The average level of such operations in the country was 20.2%, a figure which rose to 37.7% in the Paris region. Of the 30 clinics in this region with the highest levels of caesarean operations, 24 were in the private sector.
The authors clearly consider that some treatment in private clinics was being undertaken to generate fee income, not because of medical necessity.
Private Hospitals Fear Claims
Unlike in the UK, private clinics in France sit alongside public hospitals in the delivery of health care to everyone, so that patients can choose which hospital to attend, whether private or public.
However, the system of remuneration in the two sectors is different. While doctors in public hospitals are salaried, doctors in the private clinics are paid on a fee basis for the medical acts they undertake.

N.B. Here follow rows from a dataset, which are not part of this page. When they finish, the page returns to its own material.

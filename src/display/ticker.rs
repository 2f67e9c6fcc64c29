//! Render tick driver
//!
//! Each tick drains the sample queue into the rolling buffer and, when new
//! samples arrived, hands a snapshot to the renderer. Ticks with nothing to
//! absorb do not signal the renderer.

use std::time::Duration;
use tracing::{trace, warn};

use crate::audio::queue::SampleQueue;
use crate::display::rolling::RollingBuffer;
use crate::error::AudioError;

/// Receives a temporally ordered snapshot whenever a new frame is ready
pub trait FrameSink {
    fn frame_ready(&mut self, snapshot: &[f32]);
}

impl<F: FnMut(&[f32])> FrameSink for F {
    fn frame_ready(&mut self, snapshot: &[f32]) {
        self(snapshot)
    }
}

/// Outcome of a single tick
#[derive(Debug, Default, Clone, Copy, PartialEq, Eq)]
pub struct TickReport {
    pub blocks_absorbed: usize,
    pub samples_absorbed: usize,
    /// Blocks from an older generation, discarded unseen
    pub stale_blocks: usize,
    pub frame_ready: bool,
}

/// Periodic queue-to-buffer driver
pub struct RenderTicker {
    interval: Duration,
    snapshot: Vec<f32>,
    frames_rendered: u64,
    overflow_seen: usize,
}

impl RenderTicker {
    pub fn new(interval: Duration) -> Self {
        Self {
            interval,
            snapshot: Vec::new(),
            frames_rendered: 0,
            overflow_seen: 0,
        }
    }

    pub fn interval(&self) -> Duration {
        self.interval
    }

    /// Picked up by the scheduler on its next cycle; queued blocks are kept
    pub fn set_interval(&mut self, interval: Duration) {
        self.interval = interval;
    }

    pub fn frames_rendered(&self) -> u64 {
        self.frames_rendered
    }

    /// Drain `queue`, absorb blocks of `generation` in arrival order, and
    /// signal `sink` if anything was absorbed
    pub fn tick(
        &mut self,
        queue: &SampleQueue,
        buffer: &mut RollingBuffer,
        generation: u32,
        sink: &mut dyn FrameSink,
    ) -> TickReport {
        let mut report = TickReport::default();

        for block in queue.dequeue_all() {
            if block.generation != generation {
                report.stale_blocks += 1;
                continue;
            }
            buffer.absorb(&block.samples);
            report.blocks_absorbed += 1;
            report.samples_absorbed += block.len();
        }

        let dropped = queue.overflow_count();
        if dropped > self.overflow_seen {
            warn!(
                capacity = queue.capacity(),
                "{}",
                AudioError::QueueOverflow(dropped - self.overflow_seen)
            );
        }
        self.overflow_seen = dropped;

        if report.blocks_absorbed > 0 {
            buffer.snapshot_into(&mut self.snapshot);
            sink.frame_ready(&self.snapshot);
            self.frames_rendered += 1;
            report.frame_ready = true;
        }

        trace!(
            absorbed = report.blocks_absorbed,
            stale = report.stale_blocks,
            samples = report.samples_absorbed,
            "Render tick"
        );
        report
    }
}

#[cfg(test)]
mod tests {
    use super::*;
    use crate::audio::queue::SampleBlock;

    #[test]
    fn test_tick_absorbs_in_order_and_signals() {
        let queue = SampleQueue::new(8);
        let mut buffer = RollingBuffer::new(4);
        let mut ticker = RenderTicker::new(Duration::from_millis(30));

        queue.enqueue(SampleBlock::new(vec![1.0, 2.0], 3, 0));
        queue.enqueue(SampleBlock::new(vec![3.0], 3, 1));

        let mut frames: Vec<Vec<f32>> = Vec::new();
        let mut sink = |snapshot: &[f32]| frames.push(snapshot.to_vec());
        let report = ticker.tick(&queue, &mut buffer, 3, &mut sink);

        assert_eq!(
            report,
            TickReport {
                blocks_absorbed: 2,
                samples_absorbed: 3,
                stale_blocks: 0,
                frame_ready: true,
            }
        );
        assert_eq!(frames, vec![vec![0.0, 1.0, 2.0, 3.0]]);
        assert_eq!(ticker.frames_rendered(), 1);
    }

    #[test]
    fn test_empty_tick_skips_signal() {
        let queue = SampleQueue::new(4);
        let mut buffer = RollingBuffer::new(4);
        let mut ticker = RenderTicker::new(Duration::from_millis(30));

        let mut signalled = 0;
        let mut sink = |_: &[f32]| signalled += 1;
        let report = ticker.tick(&queue, &mut buffer, 0, &mut sink);

        assert!(!report.frame_ready);
        assert_eq!(signalled, 0);
        assert_eq!(ticker.frames_rendered(), 0);
    }

    #[test]
    fn test_stale_generation_is_discarded() {
        let queue = SampleQueue::new(8);
        let mut buffer = RollingBuffer::new(3);
        let mut ticker = RenderTicker::new(Duration::from_millis(30));

        queue.enqueue(SampleBlock::new(vec![7.0, 7.0], 1, 0));
        queue.enqueue(SampleBlock::new(vec![7.0], 1, 1));
        queue.enqueue(SampleBlock::new(vec![1.0], 2, 0));

        let report = ticker.tick(&queue, &mut buffer, 2, &mut |_: &[f32]| {});
        assert_eq!(report.stale_blocks, 2);
        assert_eq!(report.blocks_absorbed, 1);
        assert_eq!(buffer.snapshot(), vec![0.0, 0.0, 1.0]);
    }

    #[test]
    fn test_interval_change_keeps_queued_blocks() {
        let queue = SampleQueue::new(4);
        let mut buffer = RollingBuffer::new(2);
        let mut ticker = RenderTicker::new(Duration::from_millis(30));

        queue.enqueue(SampleBlock::new(vec![5.0], 0, 0));
        ticker.set_interval(Duration::from_millis(100));
        assert_eq!(ticker.interval(), Duration::from_millis(100));
        assert_eq!(queue.len(), 1);

        let report = ticker.tick(&queue, &mut buffer, 0, &mut |_: &[f32]| {});
        assert_eq!(report.blocks_absorbed, 1);
    }
}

Not surprisingly, doctors in private clinics have reacted angrily to the report, although they do not deny that the disparities exist. They argue that if examinations and operations in private clinics are higher than in the public sector, this is a defensive reaction by doctors, fearful of the claims against them by patients.
Their defence highlights the differences in the way the private and public hospitals operate. Legal and insurance claims from patients attending a public hospital would (in general) be made against the hospital itself, whereas in the private clinics it is the doctors themselves who are in the firing line.
Doctors in private clinics consider that, faced with the possibility that their already substantial professional indemnity insurance premiums would rise massively if found guilty of an error, their ‘defensive’ strategy is necessary.
‘We are incontestably driven to do a lot of examinations by virtue of the principle of precaution’, says Jean Marty, the secretary of Syngof, the representative body for gynaecologists and obstetricians.
The authors suggest several potential solutions to the problem, most notably the improved sharing of best practice, and a programme of education to change to the attitude of patients.